Observed dv/v and results of modeling. (A) Observed dv/v (black), modeled dp t (red), modeled dp h (blue) and Mixing model M = 0.5 *α.dp t  − 0.5 .dp h (dashed black); (B) dv/v + β.dp h (“hydro-corrected dv/v”, black) and dp t (red). (C) dv/v − α.dp t (“thermo-corrected dv/v”, black), dp h from model (blue) or observed (dashed blue) and Atlantic Multidecadal Oscillation index (green).

The scaling β to water pressure variations is −1.28 10−5 Pa−1, i.e. negative and ten times larger than α, which is expected in the presence of pressurized saturated rocks39. Figure 5C shows (dv/v − β.dp h ) and (dv/v − α.dp t ) in order to explore whether these two effects can explain all or part of dv/v, and if so, what is the relative weight of each.

Figure 5B shows that the long-term evolution of dv/v remarkably matches the thermoelastic effect. This is particularly true for the progressive increase since 1996 and sharp increase in 2006. Figure 5C demonstrates that the hydrological effects may well explain some of the variations of short duration that were not accounted for by the thermal effect. In particular, the 1989–1996 increase in the dv/v is not fully explained by thermoelastic effects but it matches the modeled decrease of pressure dp h associated to a decrease in modeled groundwater storage. During this period, the European climate showed anomalous behavior with hot and dry summers in Europe. This period coincided with a substantial warming of the Atlantic Ocean40. There may therefore be a strong link between the Atlantic Multidecadal Oscillation, which is a major mode of climate variability41 and groundwater storage. Finally, the hydrological model fails to capture the 1996–2007 observed storage decrease (Fig. 5C, plain and dashed blue lines, respectively) while it is contained in the thermo-corrected dv/v obtained from the seismic records. This may be linked to many factors, including model structure deficiencies, errors in forcing data or the different spatial and vertical integration between model and observation. It is also important to note that water pumping and water use is not accounted for in this model. Water extraction data provided by the Bavarian State office for Environment is indeed limited to region-wide annual statistics over a few years, which is not sufficient to adequately represent such processes in the model. It is noticeable that the water head level observed at Kunreuth (the piezometer that samples a deep aquifer) decreases during 2001–2006, a period during which we observe a steady increase in dv/v.
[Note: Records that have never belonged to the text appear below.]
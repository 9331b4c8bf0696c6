//! Microsecond time source for the receive deadline.

use std::cell::Cell;
use std::time::Instant;

pub trait Clock {
    /// Microseconds since an arbitrary fixed origin; wraps like a hardware counter.
    fn now_us(&self) -> u64;
}

/// Wall clock based on `Instant`.
#[derive(Debug, Clone, Copy)]
pub struct MonotonicClock {
    origin: Instant,
}

impl MonotonicClock {
    pub fn new() -> Self {
        Self {
            origin: Instant::now(),
        }
    }
}

impl Default for MonotonicClock {
    fn default() -> Self {
        Self::new()
    }
}

impl Clock for MonotonicClock {
    fn now_us(&self) -> u64 {
        self.origin.elapsed().as_micros() as u64
    }
}

/// Deterministic clock: every reading advances by a fixed tick.
#[derive(Debug, Default)]
pub struct ManualClock {
    now: Cell<u64>,
    tick: u64,
}

impl ManualClock {
    pub fn new(start_us: u64, tick_us: u64) -> Self {
        Self {
            now: Cell::new(start_us),
            tick: tick_us,
        }
    }

    pub fn advance(&self, us: u64) {
        self.now.set(self.now.get().wrapping_add(us));
    }
}

impl Clock for ManualClock {
    fn now_us(&self) -> u64 {
        let now = self.now.get();
        self.now.set(now.wrapping_add(self.tick));
        now
    }
}

impl<C: Clock + ?Sized> Clock for &C {
    fn now_us(&self) -> u64 {
        (**self).now_us()
    }
}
The overlap in time series is, however, too short to confirm a simple relationship between the two observations.

To decipher the respective contribution of both processes, we focus on the temporal variability as a first-order model to reconstruct observed velocity variations. It is important to note that counter to short-term and annual variations, the correlation between dp t and dp h is weak over 30 years (0.1), so both can add up or cancel each other depending on the succession of wet/dry and warm/cold events (Fig. 5A). Temperature and precipitation (and therefore groundwater storage) are however correlated, as can be seen during the hot and dry years of 1989–1996. Under the rather limiting approximation of taking into account only these two processes in long-term changes in dv/v, it is possible to estimate their relative contributions. The highest correlation coefficient (0.83) between the combined effect and observed dv/v occurs when thermoelastic effects count for 50% and hydrostatic effects count for 50% are considered(Fig. 5A). The 0.83 correlation coefficient drops to 0.76 (respectively 0.42) if interpretation is solely limited to the thermal effect (respectively the hydrological effect).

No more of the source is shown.